Die Öffnung dieser Dienstleistungen für den Wettbewerb ermöglicht es, sie zu den geringsten Kosten für die Fahrgäste und die Allgemeinheit zu optimieren. Falls private Initiativen nicht ausreichen, können gemeinwirtschaftlichen Verpflichtungen festgelegt werden. Auch wenn der EG-Vertrag die Besonderheit der Inselregionen berücksichtigt, können dennoch nicht automatisch alle Kabotageleistungen als öffentliche Dienstleistungen gelten. Griechenland muss für jede der betroffenen Strecken begründen, dass für sie die Notwendigkeit der geforderten gemeinwirtschaftlichen Verpflichtungen besteht.
Die Kommission hat in ihrer begründeten Stellungnahme die in den griechischen Rechtsvorschriften für die Stilllegung veralterter Schiffe festgelegte Altersgrenze nicht bemängelt.
Die begründete Stellungnahme der Kommission impliziert keine vollständige Liberalisierung der Fahrpreise in der Touristenklasse. Die Kommission hat lediglich festgestellt, dass für nahezu alle Insellinien Preisobergrenzen gelten, ohne dass der Beweis erbracht oder eine Beweisführung auch nur versucht worden wäre, dass für die Gesamtheit der in Betracht kommenden Linien die Marktkräfte allein nicht ausreichen würden, um ein im Sinne der gemeinwirtschaftlichen Anforderungen zufrieden stellendes Preisniveau zu sichern. Es ist jedoch festzustellen, dass es mehrere das ganze Jahr über stark befahrene Linien gibt, auf denen mehrere Unternehmen tätig sind, für die die Notwendigkeit solcher Obergrenzen nicht nachgewiesen wurde.

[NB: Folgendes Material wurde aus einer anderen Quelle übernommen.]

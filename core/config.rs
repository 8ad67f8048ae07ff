/*!
This module defines the `Config` struct, which is used to configure training with [`train`](../train/fn.train.html). Every field is optional; absent fields fall back to the defaults the pipeline documents.
*/

#[derive(Debug, Default, serde::Deserialize)]
pub struct Config {
	pub test_fraction: Option<f32>,
	pub shuffle: Option<Shuffle>,
	pub balance: Option<BalanceConfig>,
	pub space: Option<SpaceConfig>,
	pub search: Option<SearchConfig>,
	pub fit: Option<FitConfig>,
	pub importance: Option<ImportanceConfig>,
}

#[derive(Debug, serde::Deserialize)]
#[serde(untagged)]
pub enum Shuffle {
	Enabled(bool),
	Options { seed: u64 },
}

#[derive(Debug, serde::Deserialize)]
pub struct BalanceConfig {
	/// If unset, balancing draws from entropy and results vary run to run.
	pub seed: Option<u64>,
}

#[derive(Debug, serde::Deserialize)]
pub struct SpaceConfig {
	pub max_hidden_layers: Option<usize>,
	pub min_units: Option<i64>,
	pub max_units: Option<i64>,
	pub units_step: Option<i64>,
}

#[derive(Debug, serde::Deserialize)]
pub struct SearchConfig {
	pub max_trials: Option<usize>,
	pub executions_per_trial: Option<usize>,
	pub n_startup_trials: Option<usize>,
	pub n_trials_without_improvement_to_stop: Option<usize>,
	pub validation_split: Option<f32>,
	pub max_epochs: Option<usize>,
	pub seed: Option<u64>,
}

#[derive(Debug, serde::Deserialize)]
pub struct FitConfig {
	pub learning_rate: Option<f32>,
	pub max_epochs: Option<usize>,
	pub n_examples_per_batch: Option<usize>,
}

#[derive(Debug, serde::Deserialize)]
pub struct ImportanceConfig {
	pub n_repeats: Option<usize>,
	pub seed: Option<u64>,
}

Was die Zusammensetzung der Mannschaften anbelangt, stellte die Kommission fest, dass die griechischen Rechtsvorschriften ausschließlich in Abhängigkeit von der Tonnage eines Schiffs, der zulässigen Anzahl der Fahrgäste und der Jahreszeit festlegen, wie viele Seeleute jeder Kategorie auf diesem Schiff eingesetzt werden müssen. Indem den Unternehmen mit dieser Regelung untersagt wird, den jeweiligen Schiffstyp und seine jeweiligen spezifischen Bedürfnisse zu berücksichtigen, sind sie in ihrer Gestaltungsfreiheit bei der Erbringung ihrer Dienstleistungen eingeschränkt, ohne dass die Notwendigkeit für die fragliche Regelung unter dem Gesichtspunkt der Sicherheit und des Umweltschutzes nachgewiesen worden wäre.
Verordnung des Rates vom 7. Dezember 1992 zur Anwendung des Grundsatzes des freien Dienstleistungsverkehrs auf den Seeverkehr in den Mitgliedstaaten (Seekabotage), ABl. L 364 vom 12.12.1992.